[[ THE DATA, beginning ]]

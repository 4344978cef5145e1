//! [`InMemoryRegistry`] – one lock-guarded map per table.
//!
//! Listing returns entries ordered by key. Nothing survives the process.

use std::collections::BTreeMap;
use std::sync::{PoisonError, RwLock, RwLockReadGuard, RwLockWriteGuard};

use async_trait::async_trait;
use intermesh_types::{Client, EntityKind, IoTDevice, Plat2PlatSubscription, Platform, Subscription};

use crate::store::{Registry, RegistryError};

fn read<T>(lock: &RwLock<T>) -> RwLockReadGuard<'_, T> {
    lock.read().unwrap_or_else(PoisonError::into_inner)
}

fn write<T>(lock: &RwLock<T>) -> RwLockWriteGuard<'_, T> {
    lock.write().unwrap_or_else(PoisonError::into_inner)
}

/// Registry that keeps everything in memory.
#[derive(Default)]
pub struct InMemoryRegistry {
    platforms: RwLock<BTreeMap<String, Platform>>,
    devices: RwLock<BTreeMap<String, IoTDevice>>,
    subscriptions: RwLock<BTreeMap<String, Subscription>>,
    plat2plat: RwLock<BTreeMap<String, Plat2PlatSubscription>>,
    clients: RwLock<BTreeMap<String, Client>>,
}

impl InMemoryRegistry {
    pub fn new() -> Self {
        Self::default()
    }
}

#[async_trait]
impl Registry for InMemoryRegistry {
    async fn register_platform(&self, platform: &Platform) -> Result<(), RegistryError> {
        let mut platforms = write(&self.platforms);
        if platforms.contains_key(&platform.platform_id) {
            return Err(RegistryError::already_exists(EntityKind::Platform, &platform.platform_id));
        }
        platforms.insert(platform.platform_id.clone(), platform.clone());
        Ok(())
    }

    async fn update_platform(&self, platform: &Platform) -> Result<(), RegistryError> {
        match write(&self.platforms).get_mut(&platform.platform_id) {
            Some(stored) => {
                *stored = platform.clone();
                Ok(())
            }
            None => Err(RegistryError::not_found(EntityKind::Platform, &platform.platform_id)),
        }
    }

    async fn remove_platform(&self, platform_id: &str) -> Result<(), RegistryError> {
        if write(&self.platforms).remove(platform_id).is_none() {
            return Err(RegistryError::not_found(EntityKind::Platform, platform_id));
        }
        write(&self.devices).retain(|_, d| d.hosted_by != platform_id);
        Ok(())
    }

    async fn list_platforms(&self) -> Result<Vec<Platform>, RegistryError> {
        Ok(read(&self.platforms).values().cloned().collect())
    }

    async fn get_platform_by_id(&self, platform_id: &str) -> Result<Option<Platform>, RegistryError> {
        Ok(read(&self.platforms).get(platform_id).cloned())
    }

    async fn register_devices(&self, devices: &[IoTDevice]) -> Result<(), RegistryError> {
        let mut stored = write(&self.devices);
        for device in devices {
            stored.insert(device.device_id.clone(), device.clone());
        }
        Ok(())
    }

    async fn update_devices(&self, devices: &[IoTDevice]) -> Result<(), RegistryError> {
        let mut stored = write(&self.devices);
        if let Some(missing) = devices.iter().find(|d| !stored.contains_key(&d.device_id)) {
            return Err(RegistryError::not_found(EntityKind::Device, &missing.device_id));
        }
        for device in devices {
            stored.insert(device.device_id.clone(), device.clone());
        }
        Ok(())
    }

    async fn remove_devices(&self, device_ids: &[String]) -> Result<(), RegistryError> {
        let mut stored = write(&self.devices);
        for id in device_ids {
            stored.remove(id);
        }
        Ok(())
    }

    async fn get_devices(&self, device_ids: &[String]) -> Result<Vec<IoTDevice>, RegistryError> {
        let stored = read(&self.devices);
        Ok(device_ids.iter().filter_map(|id| stored.get(id).cloned()).collect())
    }

    async fn get_device_ids(&self, platform_id: &str) -> Result<Vec<String>, RegistryError> {
        Ok(read(&self.devices)
            .values()
            .filter(|d| d.hosted_by == platform_id)
            .map(|d| d.device_id.clone())
            .collect())
    }

    async fn list_devices(&self, platform_id: Option<&str>) -> Result<Vec<IoTDevice>, RegistryError> {
        Ok(read(&self.devices)
            .values()
            .filter(|d| platform_id.is_none_or(|p| d.hosted_by == p))
            .cloned()
            .collect())
    }

    async fn subscribe(&self, subscription: &Subscription) -> Result<(), RegistryError> {
        let mut stored = write(&self.subscriptions);
        if stored.contains_key(&subscription.conversation_id) {
            return Err(RegistryError::already_exists(EntityKind::Subscription, &subscription.conversation_id));
        }
        stored.insert(subscription.conversation_id.clone(), subscription.clone());
        Ok(())
    }

    async fn delete_subscription(&self, conversation_id: &str) -> Result<(), RegistryError> {
        write(&self.subscriptions)
            .remove(conversation_id)
            .map(|_| ())
            .ok_or_else(|| RegistryError::not_found(EntityKind::Subscription, conversation_id))
    }

    async fn list_subscriptions(&self, client_id: Option<&str>) -> Result<Vec<Subscription>, RegistryError> {
        Ok(read(&self.subscriptions)
            .values()
            .filter(|s| client_id.is_none_or(|c| s.client_id == c))
            .cloned()
            .collect())
    }

    async fn get_subscription_by_id(&self, conversation_id: &str) -> Result<Option<Subscription>, RegistryError> {
        Ok(read(&self.subscriptions).get(conversation_id).cloned())
    }

    async fn add_plat2plat_subscription(&self, subscription: &Plat2PlatSubscription) -> Result<(), RegistryError> {
        let mut stored = write(&self.plat2plat);
        if stored.contains_key(&subscription.conversation_id) {
            return Err(RegistryError::already_exists(EntityKind::Subscription, &subscription.conversation_id));
        }
        stored.insert(subscription.conversation_id.clone(), subscription.clone());
        Ok(())
    }

    async fn delete_plat2plat_subscription(&self, conversation_id: &str) -> Result<(), RegistryError> {
        write(&self.plat2plat)
            .remove(conversation_id)
            .map(|_| ())
            .ok_or_else(|| RegistryError::not_found(EntityKind::Subscription, conversation_id))
    }

    async fn list_plat2plat_subscriptions(&self) -> Result<Vec<Plat2PlatSubscription>, RegistryError> {
        Ok(read(&self.plat2plat).values().cloned().collect())
    }

    async fn get_plat2plat_subscription(
        &self,
        conversation_id: &str,
    ) -> Result<Option<Plat2PlatSubscription>, RegistryError> {
        Ok(read(&self.plat2plat).get(conversation_id).cloned())
    }

    async fn register_client(&self, client: &Client) -> Result<(), RegistryError> {
        let mut stored = write(&self.clients);
        if stored.contains_key(&client.client_id) {
            return Err(RegistryError::already_exists(EntityKind::Client, &client.client_id));
        }
        stored.insert(client.client_id.clone(), client.clone());
        Ok(())
    }

    async fn update_client(&self, client: &Client) -> Result<(), RegistryError> {
        match write(&self.clients).get_mut(&client.client_id) {
            Some(stored) => {
                *stored = client.clone();
                Ok(())
            }
            None => Err(RegistryError::not_found(EntityKind::Client, &client.client_id)),
        }
    }

    async fn remove_client(&self, client_id: &str) -> Result<(), RegistryError> {
        write(&self.clients)
            .remove(client_id)
            .map(|_| ())
            .ok_or_else(|| RegistryError::not_found(EntityKind::Client, client_id))
    }

    async fn get_client(&self, client_id: &str) -> Result<Option<Client>, RegistryError> {
        Ok(read(&self.clients).get(client_id).cloned())
    }

    async fn list_clients(&self) -> Result<Vec<Client>, RegistryError> {
        Ok(read(&self.clients).values().cloned().collect())
    }
}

[[ THE DATA, end ]]

→ **EXERCISE BRIEF**
Retype every line of the material exactly as given.

→ **ANSWER TO THIS TASK**
repository 4344978cef5145e1
//! [`InMemoryRegistry`] – one lock-guarded map per table.
//!
//! Listing returns entries ordered by key. Nothing survives the process.

use std::collections::BTreeMap;
use std::sync::{PoisonError, RwLock, RwLockReadGuard, RwLockWriteGuard};

use async_trait::async_trait;
use intermesh_types::{Client, EntityKind, IoTDevice, Plat2PlatSubscription, Platform, Subscription};

use crate::store::{Registry, RegistryError};

fn read<T>(lock: &RwLock<T>) -> RwLockReadGuard<'_, T> {
    lock.read().unwrap_or_else(PoisonError::into_inner)
}

fn write<T>(lock: &RwLock<T>) -> RwLockWriteGuard<'_, T> {
    lock.write().unwrap_or_else(PoisonError::into_inner)
}

/// Registry that keeps everything in memory.
#[derive(Default)]
pub struct InMemoryRegistry {
    platforms: RwLock<BTreeMap<String, Platform>>,
    devices: RwLock<BTreeMap<String, IoTDevice>>,
    subscriptions: RwLock<BTreeMap<String, Subscription>>,
    plat2plat: RwLock<BTreeMap<String, Plat2PlatSubscription>>,
    clients: RwLock<BTreeMap<String, Client>>,
}

impl InMemoryRegistry {
    pub fn new() -> Self {
        Self::default()
    }
}

#[async_trait]
impl Registry for InMemoryRegistry {
    async fn register_platform(&self, platform: &Platform) -> Result<(), RegistryError> {
        let mut platforms = write(&self.platforms);
        if platforms.contains_key(&platform.platform_id) {
            return Err(RegistryError::already_exists(EntityKind::Platform, &platform.platform_id));
        }
        platforms.insert(platform.platform_id.clone(), platform.clone());
        Ok(())
    }

    async fn update_platform(&self, platform: &Platform) -> Result<(), RegistryError> {
        match write(&self.platforms).get_mut(&platform.platform_id) {
            Some(stored) => {
                *stored = platform.clone();
                Ok(())
            }
            None => Err(RegistryError::not_found(EntityKind::Platform, &platform.platform_id)),
        }
    }

    async fn remove_platform(&self, platform_id: &str) -> Result<(), RegistryError> {
        if write(&self.platforms).remove(platform_id).is_none() {
            return Err(RegistryError::not_found(EntityKind::Platform, platform_id));
        }
        write(&self.devices).retain(|_, d| d.hosted_by != platform_id);
        Ok(())
    }

    async fn list_platforms(&self) -> Result<Vec<Platform>, RegistryError> {
        Ok(read(&self.platforms).values().cloned().collect())
    }

    async fn get_platform_by_id(&self, platform_id: &str) -> Result<Option<Platform>, RegistryError> {
        Ok(read(&self.platforms).get(platform_id).cloned())
    }

    async fn register_devices(&self, devices: &[IoTDevice]) -> Result<(), RegistryError> {
        let mut stored = write(&self.devices);
        for device in devices {
            stored.insert(device.device_id.clone(), device.clone());
        }
        Ok(())
    }

    async fn update_devices(&self, devices: &[IoTDevice]) -> Result<(), RegistryError> {
        let mut stored = write(&self.devices);
        if let Some(missing) = devices.iter().find(|d| !stored.contains_key(&d.device_id)) {
            return Err(RegistryError::not_found(EntityKind::Device, &missing.device_id));
        }
        for device in devices {
            stored.insert(device.device_id.clone(), device.clone());
        }
        Ok(())
    }

    async fn remove_devices(&self, device_ids: &[String]) -> Result<(), RegistryError> {
        let mut stored = write(&self.devices);
        for id in device_ids {
            stored.remove(id);
        }
        Ok(())
    }

    async fn get_devices(&self, device_ids: &[String]) -> Result<Vec<IoTDevice>, RegistryError> {
        let stored = read(&self.devices);
        Ok(device_ids.iter().filter_map(|id| stored.get(id).cloned()).collect())
    }

    async fn get_device_ids(&self, platform_id: &str) -> Result<Vec<String>, RegistryError> {
        Ok(read(&self.devices)
            .values()
            .filter(|d| d.hosted_by == platform_id)
            .map(|d| d.device_id.clone())
            .collect())
    }

    async fn list_devices(&self, platform_id: Option<&str>) -> Result<Vec<IoTDevice>, RegistryError> {
        Ok(read(&self.devices)
            .values()
            .filter(|d| platform_id.is_none_or(|p| d.hosted_by == p))
            .cloned()
            .collect())
    }

    async fn subscribe(&self, subscription: &Subscription) -> Result<(), RegistryError> {
        let mut stored = write(&self.subscriptions);
        if stored.contains_key(&subscription.conversation_id) {
            return Err(RegistryError::already_exists(EntityKind::Subscription, &subscription.conversation_id));
        }
        stored.insert(subscription.conversation_id.clone(), subscription.clone());
        Ok(())
    }

    async fn delete_subscription(&self, conversation_id: &str) -> Result<(), RegistryError> {
        write(&self.subscriptions)
            .remove(conversation_id)
            .map(|_| ())
            .ok_or_else(|| RegistryError::not_found(EntityKind::Subscription, conversation_id))
    }

    async fn list_subscriptions(&self, client_id: Option<&str>) -> Result<Vec<Subscription>, RegistryError> {
        Ok(read(&self.subscriptions)
            .values()
            .filter(|s| client_id.is_none_or(|c| s.client_id == c))
            .cloned()
            .collect())
    }

    async fn get_subscription_by_id(&self, conversation_id: &str) -> Result<Option<Subscription>, RegistryError> {
        Ok(read(&self.subscriptions).get(conversation_id).cloned())
    }

    async fn add_plat2plat_subscription(&self, subscription: &Plat2PlatSubscription) -> Result<(), RegistryError> {
        let mut stored = write(&self.plat2plat);
        if stored.contains_key(&subscription.conversation_id) {
            return Err(RegistryError::already_exists(EntityKind::Subscription, &subscription.conversation_id));
        }
        stored.insert(subscription.conversation_id.clone(), subscription.clone());
        Ok(())
    }

    async fn delete_plat2plat_subscription(&self, conversation_id: &str) -> Result<(), RegistryError> {
        write(&self.plat2plat)
            .remove(conversation_id)
            .map(|_| ())
            .ok_or_else(|| RegistryError::not_found(EntityKind::Subscription, conversation_id))
    }

    async fn list_plat2plat_subscriptions(&self) -> Result<Vec<Plat2PlatSubscription>, RegistryError> {
        Ok(read(&self.plat2plat).values().cloned().collect())
    }

    async fn get_plat2plat_subscription(
        &self,
        conversation_id: &str,
    ) -> Result<Option<Plat2PlatSubscription>, RegistryError> {
        Ok(read(&self.plat2plat).get(conversation_id).cloned())
    }

    async fn register_client(&self, client: &Client) -> Result<(), RegistryError> {
        let mut stored = write(&self.clients);
        if stored.contains_key(&client.client_id) {
            return Err(RegistryError::already_exists(EntityKind::Client, &client.client_id));
        }
        stored.insert(client.client_id.clone(), client.clone());
        Ok(())
    }

    async fn update_client(&self, client: &Client) -> Result<(), RegistryError> {
        match write(&self.clients).get_mut(&client.client_id) {
            Some(stored) => {
                *stored = client.clone();
                Ok(())
            }
            None => Err(RegistryError::not_found(EntityKind::Client, &client.client_id)),
        }
    }

    async fn remove_client(&self, client_id: &str) -> Result<(), RegistryError> {
        write(&self.clients)
            .remove(client_id)
            .map(|_| ())
            .ok_or_else(|| RegistryError::not_found(EntityKind::Client, client_id))
    }

    async fn get_client(&self, client_id: &str) -> Result<Option<Client>, RegistryError> {
        Ok(read(&self.clients).get(client_id).cloned())
    }

    async fn list_clients(&self) -> Result<Vec<Client>, RegistryError> {
        Ok(read(&self.clients).values().cloned().collect())
    }
}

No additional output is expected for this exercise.